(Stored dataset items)

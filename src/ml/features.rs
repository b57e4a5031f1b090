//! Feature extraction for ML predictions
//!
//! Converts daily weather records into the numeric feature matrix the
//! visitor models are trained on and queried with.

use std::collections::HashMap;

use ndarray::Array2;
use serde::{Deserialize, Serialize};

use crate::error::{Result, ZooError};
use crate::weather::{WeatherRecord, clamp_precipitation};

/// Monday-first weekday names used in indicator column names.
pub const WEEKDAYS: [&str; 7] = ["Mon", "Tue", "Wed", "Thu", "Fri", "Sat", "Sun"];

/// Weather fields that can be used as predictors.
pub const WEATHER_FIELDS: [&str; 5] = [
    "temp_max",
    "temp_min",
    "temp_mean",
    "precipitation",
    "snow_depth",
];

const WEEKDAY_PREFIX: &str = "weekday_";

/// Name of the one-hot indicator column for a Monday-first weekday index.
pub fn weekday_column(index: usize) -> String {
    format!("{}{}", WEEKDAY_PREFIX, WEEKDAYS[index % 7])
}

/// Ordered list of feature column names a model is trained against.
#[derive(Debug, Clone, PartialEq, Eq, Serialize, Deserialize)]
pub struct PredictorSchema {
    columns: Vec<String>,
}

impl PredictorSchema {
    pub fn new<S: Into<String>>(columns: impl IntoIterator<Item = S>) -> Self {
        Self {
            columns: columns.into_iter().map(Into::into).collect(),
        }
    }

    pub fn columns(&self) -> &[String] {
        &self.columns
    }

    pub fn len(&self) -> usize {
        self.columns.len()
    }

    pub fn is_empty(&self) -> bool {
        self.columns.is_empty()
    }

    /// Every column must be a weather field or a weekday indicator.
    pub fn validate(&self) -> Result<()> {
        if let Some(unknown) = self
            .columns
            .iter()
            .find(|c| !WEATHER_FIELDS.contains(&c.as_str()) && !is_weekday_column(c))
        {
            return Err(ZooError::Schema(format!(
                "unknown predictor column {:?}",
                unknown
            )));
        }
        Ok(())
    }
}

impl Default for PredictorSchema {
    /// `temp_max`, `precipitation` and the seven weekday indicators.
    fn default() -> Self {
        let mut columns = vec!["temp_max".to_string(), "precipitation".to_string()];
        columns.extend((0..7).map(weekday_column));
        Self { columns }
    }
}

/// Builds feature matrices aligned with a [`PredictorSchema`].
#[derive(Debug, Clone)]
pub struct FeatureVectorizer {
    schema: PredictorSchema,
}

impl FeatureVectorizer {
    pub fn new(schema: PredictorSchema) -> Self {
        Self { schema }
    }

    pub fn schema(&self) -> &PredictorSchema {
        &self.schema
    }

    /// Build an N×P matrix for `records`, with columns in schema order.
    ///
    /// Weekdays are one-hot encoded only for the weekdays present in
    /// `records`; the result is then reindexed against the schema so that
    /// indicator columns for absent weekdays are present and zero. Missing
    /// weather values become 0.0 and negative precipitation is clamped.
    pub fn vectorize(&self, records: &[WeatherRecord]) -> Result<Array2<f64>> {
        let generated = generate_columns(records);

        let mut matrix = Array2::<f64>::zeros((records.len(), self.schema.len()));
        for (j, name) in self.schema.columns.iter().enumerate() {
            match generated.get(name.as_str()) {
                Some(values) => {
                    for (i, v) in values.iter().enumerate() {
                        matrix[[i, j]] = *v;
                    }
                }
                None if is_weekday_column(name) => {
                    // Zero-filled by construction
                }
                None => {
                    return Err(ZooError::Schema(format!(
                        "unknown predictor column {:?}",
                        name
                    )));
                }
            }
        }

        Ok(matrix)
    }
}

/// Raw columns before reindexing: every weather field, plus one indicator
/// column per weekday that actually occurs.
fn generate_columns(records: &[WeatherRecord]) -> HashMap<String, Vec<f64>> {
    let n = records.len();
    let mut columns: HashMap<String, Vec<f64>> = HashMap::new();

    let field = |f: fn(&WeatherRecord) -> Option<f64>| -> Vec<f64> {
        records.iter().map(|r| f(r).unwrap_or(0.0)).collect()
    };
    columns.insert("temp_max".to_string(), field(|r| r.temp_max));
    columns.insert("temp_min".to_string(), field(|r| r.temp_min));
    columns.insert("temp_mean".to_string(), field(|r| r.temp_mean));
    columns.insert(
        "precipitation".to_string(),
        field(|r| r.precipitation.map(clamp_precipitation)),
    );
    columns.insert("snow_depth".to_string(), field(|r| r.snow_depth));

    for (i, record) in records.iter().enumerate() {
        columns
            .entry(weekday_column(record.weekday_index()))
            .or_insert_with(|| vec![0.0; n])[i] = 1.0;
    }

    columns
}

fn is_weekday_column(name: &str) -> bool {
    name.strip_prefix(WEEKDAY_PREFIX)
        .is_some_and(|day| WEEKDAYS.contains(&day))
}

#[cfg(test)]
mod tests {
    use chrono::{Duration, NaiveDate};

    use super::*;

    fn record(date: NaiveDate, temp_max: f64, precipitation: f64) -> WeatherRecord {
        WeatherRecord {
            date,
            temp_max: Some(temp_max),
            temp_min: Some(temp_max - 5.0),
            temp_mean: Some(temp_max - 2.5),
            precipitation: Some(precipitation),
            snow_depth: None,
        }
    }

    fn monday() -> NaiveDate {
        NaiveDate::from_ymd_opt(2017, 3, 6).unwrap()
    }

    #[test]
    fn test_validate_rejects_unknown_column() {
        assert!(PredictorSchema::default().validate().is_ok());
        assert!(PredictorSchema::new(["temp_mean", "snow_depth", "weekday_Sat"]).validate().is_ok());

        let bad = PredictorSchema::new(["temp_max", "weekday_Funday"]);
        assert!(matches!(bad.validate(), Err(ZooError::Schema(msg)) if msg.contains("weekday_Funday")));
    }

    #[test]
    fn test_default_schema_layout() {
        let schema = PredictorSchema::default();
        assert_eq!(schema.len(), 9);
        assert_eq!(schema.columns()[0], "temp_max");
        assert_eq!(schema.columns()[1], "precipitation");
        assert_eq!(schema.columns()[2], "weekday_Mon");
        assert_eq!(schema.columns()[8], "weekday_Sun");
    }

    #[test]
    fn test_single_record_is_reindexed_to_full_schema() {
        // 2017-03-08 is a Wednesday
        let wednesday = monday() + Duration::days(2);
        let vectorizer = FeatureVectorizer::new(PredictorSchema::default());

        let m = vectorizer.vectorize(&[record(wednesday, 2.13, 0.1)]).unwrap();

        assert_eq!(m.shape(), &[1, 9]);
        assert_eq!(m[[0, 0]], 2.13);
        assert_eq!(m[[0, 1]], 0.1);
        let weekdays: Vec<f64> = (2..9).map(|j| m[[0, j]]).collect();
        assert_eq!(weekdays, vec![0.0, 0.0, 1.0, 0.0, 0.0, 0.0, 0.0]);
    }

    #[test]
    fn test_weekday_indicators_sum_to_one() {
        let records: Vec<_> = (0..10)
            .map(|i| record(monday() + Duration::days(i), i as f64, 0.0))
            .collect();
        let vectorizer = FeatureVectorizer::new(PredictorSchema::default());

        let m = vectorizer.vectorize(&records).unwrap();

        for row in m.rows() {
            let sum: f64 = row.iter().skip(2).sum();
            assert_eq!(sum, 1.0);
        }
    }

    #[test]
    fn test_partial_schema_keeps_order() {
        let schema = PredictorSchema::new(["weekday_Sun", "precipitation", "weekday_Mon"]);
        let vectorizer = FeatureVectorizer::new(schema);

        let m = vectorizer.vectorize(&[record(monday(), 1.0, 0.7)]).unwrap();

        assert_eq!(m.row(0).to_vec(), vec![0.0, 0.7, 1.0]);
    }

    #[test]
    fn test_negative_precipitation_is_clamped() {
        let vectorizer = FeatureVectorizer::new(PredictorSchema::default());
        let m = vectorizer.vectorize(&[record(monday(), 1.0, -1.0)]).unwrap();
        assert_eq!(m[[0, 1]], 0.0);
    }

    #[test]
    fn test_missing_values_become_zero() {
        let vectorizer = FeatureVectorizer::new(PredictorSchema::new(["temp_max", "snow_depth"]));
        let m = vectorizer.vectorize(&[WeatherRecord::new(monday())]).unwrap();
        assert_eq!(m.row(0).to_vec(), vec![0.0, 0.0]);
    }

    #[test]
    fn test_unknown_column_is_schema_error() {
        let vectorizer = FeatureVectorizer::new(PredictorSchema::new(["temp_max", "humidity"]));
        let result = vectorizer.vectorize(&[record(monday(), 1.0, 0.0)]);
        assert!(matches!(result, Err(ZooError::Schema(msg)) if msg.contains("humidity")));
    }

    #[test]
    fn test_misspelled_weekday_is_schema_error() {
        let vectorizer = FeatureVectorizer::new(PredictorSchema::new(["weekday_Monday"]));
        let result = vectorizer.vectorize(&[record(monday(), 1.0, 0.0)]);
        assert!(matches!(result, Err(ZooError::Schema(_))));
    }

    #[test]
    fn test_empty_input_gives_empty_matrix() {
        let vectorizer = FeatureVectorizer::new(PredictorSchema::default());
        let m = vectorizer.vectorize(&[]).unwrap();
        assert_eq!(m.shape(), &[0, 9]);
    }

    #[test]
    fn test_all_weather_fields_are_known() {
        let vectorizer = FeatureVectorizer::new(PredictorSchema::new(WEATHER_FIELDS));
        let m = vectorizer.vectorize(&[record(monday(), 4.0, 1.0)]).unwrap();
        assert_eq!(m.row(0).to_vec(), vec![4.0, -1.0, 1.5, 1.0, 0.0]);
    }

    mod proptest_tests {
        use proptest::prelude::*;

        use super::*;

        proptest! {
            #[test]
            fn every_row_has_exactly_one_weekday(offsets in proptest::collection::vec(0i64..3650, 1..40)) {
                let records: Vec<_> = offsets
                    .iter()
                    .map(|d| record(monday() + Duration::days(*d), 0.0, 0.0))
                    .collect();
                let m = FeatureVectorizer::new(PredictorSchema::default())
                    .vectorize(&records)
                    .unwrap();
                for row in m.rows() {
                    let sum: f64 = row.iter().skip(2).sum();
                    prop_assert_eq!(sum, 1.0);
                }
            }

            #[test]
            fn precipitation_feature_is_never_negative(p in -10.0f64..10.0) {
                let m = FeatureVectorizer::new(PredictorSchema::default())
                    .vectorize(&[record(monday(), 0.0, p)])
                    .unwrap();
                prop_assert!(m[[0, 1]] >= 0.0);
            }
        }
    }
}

◆ **AIM OF THE TASK**
Your output should consist solely of the lines from the beginning of the entries through the line containing "indicator column names.", reproduced exactly.

◆ **ANSWER TO THIS TASK**
filename src/ml/features.rs
repository b57e4a5031f1b090
//! Feature extraction for ML predictions
//!
//! Converts daily weather records into the numeric feature matrix the
//! visitor models are trained on and queried with.

use std::collections::HashMap;

use ndarray::Array2;
use serde::{Deserialize, Serialize};

use crate::error::{Result, ZooError};
use crate::weather::{WeatherRecord, clamp_precipitation};

/// Monday-first weekday names used in indicator column names.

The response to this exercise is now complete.